Kurz nach meinem elften Geburtstag wurde ich, um meine Mutter zu zitieren, „erwachsen“. Aus allen Poren meines Körpers sprießten plötzlich Haare, befremdliche, amorphe Formationen wölbten sich aus Brust und Po und ich stank auch etwas. Mein Beinhaar war so dicht, dass ich manchmal Ameisen oder Mücken dabei beobachtete, wie sie verloren in diesem Dschungel aus Kreatin um ihr Leben kämpften. Ich war stolz auf diese Üppigkeit. Mit langen, ungestuften Haaren bis zur Hüfte, einer dichten Monobraue und 7/8-Baggy-Pants verbrachte ich noch einige Monate im Skatepark, bevor die unsichtbare Hand der Heteronormativität mich in einen neongelben Stringtanga gequetscht hatte und ich mir einen blond gesträhnten Vokuhila verpassen ließ. Beides liebte ich seinerzeit heiß. Fortan stakste ich ungelenk und glattrasiert wie ein Apfel in Cowboystiefeln zur Schule. Passionierte Leidenschaft und tiefe Verzweiflung über diese zunehmende geschlechtliche Eindimensionalität reichten sich im Wochentakt die Hand. Der Phase der Hyperfeminität folgten weitere, teilweise drastische, Versuche (Dreadlocks!) der äußerlichen Repräsentation dessen, wofür ich bis heute keinen Namen kenne. In keinem der mir bekannten Konzepte des Queer-Feminismus fühle ich mich zuhause. Das liegt zum Teil an den begrifflichen Konstruktionen ihrer Theorien, die für mich unzugänglich sind. Zum Teil auch an den subkulturellen Codes und Vertreter*innen, deren expressiven Eifer ich nachvollziehen kann, aber selbst nicht im größeren Ausmaß wage. Auf der rationalen Ebene erscheint mir als Widerspruch, dass sie noch immer an Sprache und Ästhetik gebunden sind und sich daher die gesellschaftlichen Widersprüche, in die sie verwickelt sind, zwar besser aushalten, aber nie auflösen lassen. Aber Träume sind nicht die Sprache der Rationalität.
Vielleicht ist der kleine Hund, der nie einen Namen bekam, ein Agent dieser ambivalenten Wahrnehmung, dieser Leerstelle, dieses Bedürfnisses. Denn er besucht mich immer dann, wenn ich in meinem wirklichen Leben in Gender-Stress gerate.

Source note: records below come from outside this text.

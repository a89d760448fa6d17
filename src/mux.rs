/// Split and remux command generation
///
/// A disc is first split at the start chapter of each episode with
/// `mkvmerge --split chapters:...`, which writes `output-001.mkv`,
/// `output-002.mkv`, ... in episode order. Chapters left over after the
/// last episode get a split point of their own so they never end up in the
/// last episode's piece. Each episode piece is then remuxed to its final
/// name together with the episode's subtitle file and retitled with
/// `mkvpropedit`.
use serde::{Deserialize, Serialize};
use std::fmt;
use std::path::{Path, PathBuf};
use std::process::Stdio;
use tracing::{debug, info};

use crate::chapters::{ChapterToEpisodeInfo, DiscChapterInfo, DiscKey};
use crate::subtitles::TimingLookup;
use crate::video::ToolError;

/// Characters that cannot appear in file names on common filesystems
const INVALID_FILE_NAME_CHARS: &[char] = &['/', '\\', '?', '*', '"', '<', '>', '|'];

/// One external command, program plus arguments
#[derive(Debug, Clone, PartialEq, Eq, Serialize, Deserialize)]
pub struct MuxCommand {
    pub program: String,
    pub args: Vec<String>,
}

impl MuxCommand {
    pub fn new(program: impl Into<String>) -> Self {
        Self {
            program: program.into(),
            args: Vec::new(),
        }
    }

    pub fn arg(mut self, arg: impl Into<String>) -> Self {
        self.args.push(arg.into());
        self
    }

    pub fn path_arg(self, path: &Path) -> Self {
        self.arg(path.to_string_lossy().into_owned())
    }

    /// The command as a POSIX shell line
    pub fn to_shell(&self) -> String {
        std::iter::once(&self.program)
            .chain(self.args.iter())
            .map(|word| shell_quote(word))
            .collect::<Vec<_>>()
            .join(" ")
    }

    /// Run to completion; a non-zero exit is an error
    pub async fn run(&self) -> Result<(), ToolError> {
        debug!("Running {}", self.to_shell());

        let output = tokio::process::Command::new(&self.program)
            .args(&self.args)
            .stdin(Stdio::null())
            .stdout(Stdio::piped())
            .stderr(Stdio::piped())
            .kill_on_drop(true)
            .output()
            .await
            .map_err(|source| ToolError::Spawn {
                program: self.program.clone(),
                source,
            })?;

        if !output.status.success() {
            let mut message = String::from_utf8_lossy(&output.stderr).trim().to_string();
            if message.is_empty() {
                // mkvmerge reports errors on stdout
                message = String::from_utf8_lossy(&output.stdout).trim().to_string();
            }
            return Err(ToolError::Failed {
                program: self.program.clone(),
                target: self.args.last().cloned().unwrap_or_default(),
                status: output.status.to_string(),
                stderr: message,
            });
        }

        Ok(())
    }
}

impl fmt::Display for MuxCommand {
    fn fmt(&self, f: &mut fmt::Formatter<'_>) -> fmt::Result {
        f.write_str(&self.to_shell())
    }
}

/// Programs and locations used to build the commands
#[derive(Debug, Clone)]
pub struct MuxSettings {
    pub mkvmerge: String,
    pub mkvpropedit: String,
    pub series_name: String,
    pub temp_dir: PathBuf,
    pub output_dir: PathBuf,
}

impl MuxSettings {
    /// Directory receiving the split pieces of one disc
    pub fn disc_temp_dir(&self, key: DiscKey) -> PathBuf {
        self.temp_dir.join(key.to_string())
    }
}

/// Final naming of one episode
#[derive(Debug, Clone, PartialEq, Eq, Serialize, Deserialize)]
pub struct EpisodeOutput {
    pub episode_number: String,
    pub name: String,
    pub split_file: PathBuf,
    pub output_file: PathBuf,
    pub subtitle_file: Option<PathBuf>,
}

/// Every command needed for one disc, in execution order
#[derive(Debug, Clone, PartialEq, Eq, Serialize, Deserialize)]
pub struct DiscCommands {
    pub split: MuxCommand,
    pub episodes: Vec<EpisodeOutput>,
    pub remux: Vec<MuxCommand>,
}

impl DiscCommands {
    pub fn all(&self) -> impl Iterator<Item = &MuxCommand> {
        std::iter::once(&self.split).chain(self.remux.iter())
    }

    /// Execute in order, stopping at the first failure
    pub async fn execute(&self, settings: &MuxSettings, key: DiscKey) -> Result<(), ToolError> {
        for dir in [settings.disc_temp_dir(key), settings.output_dir.clone()] {
            tokio::fs::create_dir_all(&dir).await.map_err(|source| ToolError::Spawn {
                program: format!("mkdir {}", dir.display()),
                source,
            })?;
        }

        for command in self.all() {
            command.run().await?;
        }

        info!("🎬 Disc {}: wrote {} episodes", key, self.episodes.len());
        Ok(())
    }
}

/// `<series> - <number> - <title>`
pub fn episode_name(series_name: &str, episode_number: &str, title: &str) -> String {
    format!("{} - {} - {}", series_name, episode_number, title)
}

/// Make `name` usable as a file name: `:` becomes `∶` (U+2236), other
/// reserved characters are dropped.
pub fn sanitize_file_name(name: &str) -> String {
    name.chars()
        .filter(|c| !INVALID_FILE_NAME_CHARS.contains(c))
        .map(|c| if c == ':' { '\u{2236}' } else { c })
        .collect::<String>()
        .trim()
        .to_string()
}

/// Build the split, remux and retitle commands for an aligned disc
pub fn disc_commands<T>(
    settings: &MuxSettings,
    key: DiscKey,
    chapters: &DiscChapterInfo,
    assignments: &[ChapterToEpisodeInfo],
    timings: &T,
) -> DiscCommands
where
    T: TimingLookup + ?Sized,
{
    let temp_dir = settings.disc_temp_dir(key);
    let source_file = Path::new(chapters.source_file());

    let mut split_points: Vec<u32> = assignments.iter().map(|a| a.chapter_start).collect();
    let last_chapter = chapters.last().map_or(0, |chapter| chapter.number);
    if let Some(trailing) = assignments
        .last()
        .map(|a| a.chapter_end + 1)
        .filter(|&next| next <= last_chapter)
    {
        split_points.push(trailing);
    }
    let split_points = split_points
        .iter()
        .map(u32::to_string)
        .collect::<Vec<_>>()
        .join(",");

    let split = MuxCommand::new(&settings.mkvmerge)
        .arg("--output")
        .path_arg(&temp_dir.join("output.mkv"))
        .arg("--split")
        .arg(format!("chapters:{}", split_points))
        .path_arg(source_file);

    let mut episodes = Vec::with_capacity(assignments.len());
    let mut remux = Vec::with_capacity(assignments.len() * 2);

    for (index, assignment) in assignments.iter().enumerate() {
        let name = episode_name(&settings.series_name, &assignment.episode_number, &assignment.episode_title);
        let split_file = temp_dir.join(format!("output-{:03}.mkv", index + 1));
        let output_file = settings
            .output_dir
            .join(format!("{}.mkv", sanitize_file_name(&name)));
        let subtitle_file = timings
            .timing(&assignment.episode_number)
            .map(|timing| timing.source_file.clone());

        let mut merge = MuxCommand::new(&settings.mkvmerge)
            .arg("-o")
            .path_arg(&output_file)
            .path_arg(&split_file);
        if let Some(subtitle_file) = &subtitle_file {
            merge = merge.path_arg(subtitle_file);
        }

        let retitle = MuxCommand::new(&settings.mkvpropedit)
            .path_arg(&output_file)
            .arg("-e")
            .arg("info")
            .arg("-s")
            .arg(format!("title={}", name));

        remux.push(merge);
        remux.push(retitle);
        episodes.push(EpisodeOutput {
            episode_number: assignment.episode_number.clone(),
            name,
            split_file,
            output_file,
            subtitle_file,
        });
    }

    DiscCommands { split, episodes, remux }
}

/// Render commands of every disc as a shell script
pub fn render_script<'a>(discs: impl IntoIterator<Item = (DiscKey, &'a DiscCommands)>) -> String {
    let mut script = String::from("#!/bin/sh\nset -e\n");
    for (key, commands) in discs {
        script.push_str(&format!("\n# Disc {}\n", key));
        for command in commands.all() {
            script.push_str(&command.to_shell());
            script.push('\n');
        }
    }
    script
}

fn shell_quote(word: &str) -> String {
    let is_plain = !word.is_empty()
        && word
            .chars()
            .all(|c| c.is_ascii_alphanumeric() || matches!(c, '-' | '_' | '.' | '/' | ',' | ':' | '=' | '+'));
    if is_plain {
        word.to_string()
    } else {
        format!("'{}'", word.replace('\'', r"'\''"))
    }
}
/// Chapter timelines for ripped discs
///
/// This module holds the per-disc chapter data model together with the
/// mkvinfo text parser, the flat chapter cache and the chapter-to-episode
/// alignment engine that consumes them.

pub mod alignment;
pub mod cache;
pub mod mkvinfo;

// Re-export main types
pub use alignment::{align_disc, AlignmentDiagnostic, AlignmentError, ChapterToEpisodeInfo, DiscAlignment};
pub use cache::{CacheUnit, ChapterCacheManager};
pub use mkvinfo::{InspectError, InspectionReport, Track, TrackKind};

use serde::{Deserialize, Serialize};
use std::fmt;
use std::time::Duration;
use thiserror::Error;

/// Identifies one disc of one released part
#[derive(Debug, Clone, Copy, PartialEq, Eq, Hash, PartialOrd, Ord, Serialize, Deserialize)]
pub struct DiscKey {
    pub part: u32,
    pub disc: u32,
}

impl DiscKey {
    pub fn new(part: u32, disc: u32) -> Self {
        Self { part, disc }
    }
}

impl fmt::Display for DiscKey {
    fn fmt(&self, f: &mut fmt::Formatter<'_>) -> fmt::Result {
        write!(f, "{}-{}", self.part, self.disc)
    }
}

/// A single chapter marker on a disc timeline
#[derive(Debug, Clone, PartialEq, Eq, Serialize, Deserialize)]
pub struct Chapter {
    /// 1-based position among the retained chapters of the disc
    pub number: u32,
    /// Display string, may be empty
    pub title: String,
    /// Offset of the chapter start from the beginning of the disc
    pub start: Duration,
    /// Offset of the chapter end from the beginning of the disc
    pub end: Duration,
}

impl Chapter {
    pub fn new(number: u32, title: impl Into<String>, start: Duration, end: Duration) -> Self {
        Self {
            number,
            title: title.into(),
            start,
            end,
        }
    }
}

#[derive(Debug, Error, PartialEq, Eq)]
pub enum TimelineError {
    #[error("chapter {found} is out of sequence, expected {expected}")]
    OutOfSequence { expected: u32, found: u32 },

    #[error("chapter {number} ends before it starts")]
    NegativeLength { number: u32 },

    #[error("chapter {number} ends before chapter {previous}")]
    EndsBeforePrevious { number: u32, previous: u32 },
}

/// Chapter timeline of the media file inspected for one disc.
///
/// Chapters are numbered `1..=n` without gaps and their end times never
/// decrease. The constructor rejects anything else, so a value of this type
/// can be handed to the alignment engine as is.
#[derive(Debug, Clone, PartialEq, Eq, Serialize)]
pub struct DiscChapterInfo {
    source_file: String,
    chapters: Vec<Chapter>,
}

impl DiscChapterInfo {
    pub fn new(source_file: impl Into<String>, chapters: Vec<Chapter>) -> Result<Self, TimelineError> {
        let mut previous: Option<&Chapter> = None;
        for (index, chapter) in chapters.iter().enumerate() {
            let expected = index as u32 + 1;
            if chapter.number != expected {
                return Err(TimelineError::OutOfSequence {
                    expected,
                    found: chapter.number,
                });
            }
            if chapter.end < chapter.start {
                return Err(TimelineError::NegativeLength { number: chapter.number });
            }
            if let Some(prev) = previous {
                if chapter.end < prev.end {
                    return Err(TimelineError::EndsBeforePrevious {
                        number: chapter.number,
                        previous: prev.number,
                    });
                }
            }
            previous = Some(chapter);
        }

        Ok(Self {
            source_file: source_file.into(),
            chapters,
        })
    }

    pub fn source_file(&self) -> &str {
        &self.source_file
    }

    pub fn chapters(&self) -> &[Chapter] {
        &self.chapters
    }

    pub fn last(&self) -> Option<&Chapter> {
        self.chapters.last()
    }

    pub fn len(&self) -> usize {
        self.chapters.len()
    }

    pub fn is_empty(&self) -> bool {
        self.chapters.is_empty()
    }

    /// Total running time covered by the chapter markers
    pub fn total_duration(&self) -> Duration {
        self.last().map(|c| c.end).unwrap_or_default()
    }
}

#[cfg(test)]
mod tests {
    use super::*;

    fn secs(s: u64) -> Duration {
        Duration::from_secs(s)
    }

    #[test]
    fn test_valid_timeline() {
        let info = DiscChapterInfo::new(
            "disc.mkv",
            vec![
                Chapter::new(1, "Opening", secs(0), secs(90)),
                Chapter::new(2, "", secs(90), secs(600)),
            ],
        )
        .unwrap();

        assert_eq!(info.len(), 2);
        assert_eq!(info.total_duration(), secs(600));
        assert_eq!(info.source_file(), "disc.mkv");
    }

    #[test]
    fn test_rejects_gap_in_numbering() {
        let err = DiscChapterInfo::new(
            "disc.mkv",
            vec![
                Chapter::new(1, "a", secs(0), secs(10)),
                Chapter::new(3, "b", secs(10), secs(20)),
            ],
        )
        .unwrap_err();

        assert_eq!(err, TimelineError::OutOfSequence { expected: 2, found: 3 });
    }

    #[test]
    fn test_rejects_backwards_chapters() {
        let err = DiscChapterInfo::new("disc.mkv", vec![Chapter::new(1, "a", secs(10), secs(5))]).unwrap_err();
        assert_eq!(err, TimelineError::NegativeLength { number: 1 });

        let err = DiscChapterInfo::new(
            "disc.mkv",
            vec![
                Chapter::new(1, "a", secs(0), secs(30)),
                Chapter::new(2, "b", secs(5), secs(20)),
            ],
        )
        .unwrap_err();
        assert_eq!(err, TimelineError::EndsBeforePrevious { number: 2, previous: 1 });
    }

    #[test]
    fn test_disc_key_display_and_order() {
        let mut keys = vec![DiscKey::new(2, 1), DiscKey::new(1, 10), DiscKey::new(1, 2)];
        keys.sort();
        assert_eq!(keys, vec![DiscKey::new(1, 2), DiscKey::new(1, 10), DiscKey::new(2, 1)]);
        assert_eq!(DiscKey::new(12, 3).to_string(), "12-3");
    }
}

Nie schlägt er sich auf eine Seite, nie lässt er sich auf einen krummen Belohnungs-Deal ein, wie es ein wirklicher Hund tun würde und ich es im wirklichen Leben tat, nie lässt er sich rufen und nie bleibt er, nur weil ich es möchte. Er kommt, um zu zeigen, dass er auch wieder gehen kann: Sich zu entziehen ist auch eine Option. Aus dem Anderen, der sich nicht fügen will und kann, wird ein Teil einer Totalität, vorausgesetzt, dass Totalität anders gedacht werden kann. Mitunter fühle ich mich in meinen Träumen wie eine Verräterin an mir selbst. Die erlebte Außenwelt im Traum ist das Innen meines Bewusstseins, und in diesem sind alle äußerst convenient mit dem entgrenzten Erscheinungskonzept dieses Terriers. Nur ICH bin es, die durch den unumstößlichen Glauben daran, dass ein Hund sich nicht auflösen sollte, in die Krise gerät. Oft fühle ich mich nach dem Aufwachen, als wäre ich mir selbst ein lästiger Eindringling, eine Dogmatikerin, eine gesellschaftlich geformte Unbelehrbare. Eine, die einen vermeintlich noch viel ärger zugerichteten braucht, einen Domestizierten, um zu begreifen, dass ein Ausweg aus dem Fiasko der gewaltvollen Vergeschlechtlichung im Fühlen bereits möglich ist, wo es die Verhältnisse, die unsere Wirklichkeit formen, noch verbauen.